Wednesday, February 13, 2013

Feed Me With Teeth: Royale Show Review


feed me boston review

By Liam (@LiamOKennedy on Twitter): 

A week after I walked out of Feed Me's Feb. 5 show at the Royale, there's an image still seared in my mind that won't dissolve away.

It's one of those images that functions like a portal to a particular moment in time. If you've ever been affected - spiritually, emotionally, physically - by the all-consuming sensory time warp of a live electronic music show, you probably have at least one of these images stored away.    

What I keep seeing is a massive set of jagged LED teeth, stretched in a devilish grin across the width of the Royale's stage, waiting to come to alive with light. Above the teeth, a pair of slanted, menacing eyes peers over the crowd. A man appears between the eyes, the restless onlookers sense him in the shadows, and roars erupt as the night is set in motion. 

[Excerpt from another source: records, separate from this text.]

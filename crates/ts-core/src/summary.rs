//! Weekly summary aggregation.
//!
//! Groups flat draft rows into one summary row per directory employee, with
//! per-category hours, a total, and the employee's merged remarks.
//!
//! # Algorithm Summary
//!
//! 1. Seed one zeroed accumulator per employee, keyed by employee id
//! 2. Fold every complete row into its employee's accumulator, in input order
//! 3. Deduplicate remarks (first occurrence wins) and join them with `"; "`
//!
//! Incomplete rows and rows naming an employee outside the directory are
//! skipped. Hours that fail to parse count as 0. The function is pure, so
//! the same inputs always produce the same summary.

use std::collections::{HashMap, HashSet};
use std::ops::Index;

use serde::Serialize;
use serde::ser::SerializeMap;

use crate::category::Category;
use crate::row::{Employee, TimeEntryRow};

/// Separator between merged remarks.
pub const REMARKS_SEPARATOR: &str = "; ";

/// Hours per category, in [`Category::ALL`] order.
#[derive(Debug, Clone, Copy, PartialEq, Default)]
pub struct CategoryHours([f64; Category::COUNT]);

impl CategoryHours {
    /// Hours recorded against one category.
    pub const fn get(&self, category: Category) -> f64 {
        self.0[category.index()]
    }

    fn add(&mut self, category: Category, hours: f64) {
        self.0[category.index()] += hours;
    }

    /// `(category, hours)` pairs in column order.
    pub fn iter(&self) -> impl Iterator<Item = (Category, f64)> + '_ {
        Category::ALL.into_iter().zip(self.0.iter().copied())
    }
}

impl Index<Category> for CategoryHours {
    type Output = f64;

    fn index(&self, category: Category) -> &f64 {
        &self.0[category.index()]
    }
}

impl Serialize for CategoryHours {
    fn serialize<S>(&self, serializer: S) -> Result<S::Ok, S::Error>
    where
        S: serde::Serializer,
    {
        let mut map = serializer.serialize_map(Some(Category::COUNT))?;
        for (category, hours) in self.iter() {
            map.serialize_entry(category.label(), &hours)?;
        }
        map.end()
    }
}

/// Aggregated hours for one employee.
#[derive(Debug, Clone, PartialEq, Serialize)]
#[serde(rename_all = "camelCase")]
pub struct SummaryRow {
    pub employee_id: String,
    pub employee_name: String,
    #[serde(flatten)]
    pub hours: CategoryHours,
    pub total: f64,
    pub remarks: String,
}

struct Accumulator<'a> {
    employee: &'a Employee,
    hours: CategoryHours,
    total: f64,
    remarks: Vec<&'a str>,
}

impl Accumulator<'_> {
    fn finish(self) -> SummaryRow {
        SummaryRow {
            employee_id: self.employee.id.clone(),
            employee_name: self.employee.name.clone(),
            hours: self.hours,
            total: self.total,
            remarks: join_unique(&self.remarks),
        }
    }
}

/// Builds the weekly summary: exactly one row per directory employee, in
/// directory order.
///
/// Employees sharing an id are one employee; the first listing wins.
pub fn summarize(employees: &[Employee], rows: &[TimeEntryRow]) -> Vec<SummaryRow> {
    let mut accumulators: Vec<Accumulator<'_>> = Vec::with_capacity(employees.len());
    let mut by_id: HashMap<&str, usize> = HashMap::with_capacity(employees.len());

    for employee in employees {
        if by_id.contains_key(employee.id.as_str()) {
            tracing::warn!(employee_id = %employee.id, "duplicate employee id in directory, ignoring");
            continue;
        }
        by_id.insert(employee.id.as_str(), accumulators.len());
        accumulators.push(Accumulator {
            employee,
            hours: CategoryHours::default(),
            total: 0.0,
            remarks: Vec::new(),
        });
    }

    for row in rows {
        if !row.is_complete() {
            continue;
        }
        let Some(category) = row.category else {
            continue;
        };
        let Some(&slot) = by_id.get(row.employee_id.as_str()) else {
            tracing::debug!(row = %row.id, employee_id = %row.employee_id, "skipping row for unknown employee");
            continue;
        };

        let hours = row.hours_value();
        let acc = &mut accumulators[slot];
        acc.hours.add(category, hours);
        acc.total += hours;
        if !row.remarks.is_empty() {
            acc.remarks.push(&row.remarks);
        }
    }

    accumulators.into_iter().map(Accumulator::finish).collect()
}

/// Joins remarks, dropping exact repeats while keeping first-occurrence order.
fn join_unique(remarks: &[&str]) -> String {
    let mut seen = HashSet::new();
    remarks
        .iter()
        .copied()
        .filter(|remark| seen.insert(*remark))
        .collect::<Vec<_>>()
        .join(REMARKS_SEPARATOR)
}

The eyes glow silver in the dark as Jonathan Gooch a/k/a Feed Me builds a... READ MORE AFTER BREAK
tantalizing, Nero-esque introduction that moves up and down the BPM scale. It's a primer track, a movement summoner, and he's read the crowd well; because when he transitions into a walloping electro house banger moments later, the energy inside the intimate venue jumps off the charts. 

And for most of the night, that's where it stays.

Originally a drum and bass producer who has been releasing music under the moniker Spor since 2004, Gooch underwent the Feed Me metamorphosis with his 2008 EP "The Spell / Raw Chicken," released under deadmau5' mau5trap label. Sonically, he's never been easy to pin down, dashing between D&B, IDM, electro house and dubstep. Feed Me has a level of adaptability that has kept his sound relevant in an era of rapid evolution within the dance music world.

feed me boston reviewLast week's set was infused primarily with electro house—not that we had a problem with that. The night hit its energy apex with the recently released "Death ByRobot," an ode to our machine-dominated musical landscape. Things descended into the low end with "One Click Headshot," a track that blends the line between electro house and dubstep, and speaks directly to the generation of Adderall-fueled teens who log endless hours on Call of Duty with the gnarliest wubs they can find banging in their headphones. At night's end, Gooch stepped in front of his toothy throne to thank the crowd, and closed with the overwhelmingly joyous "Love Is All I Got." For a Tuesday show in Boston, Royale’s full house showed that Feed Me was an act not to be messed with.

At the helm of one of the most delightfully absurd stages in dance music, Feed Me delivered a high-octane set that moved seamlessly between melodious interludes and feet-off-the-ground, electro-jackhammer anthems. He brought out the ravers, the glovers, the clubbers, the misfits and rageaholics. And he sent them home drained, energized and hungry for more.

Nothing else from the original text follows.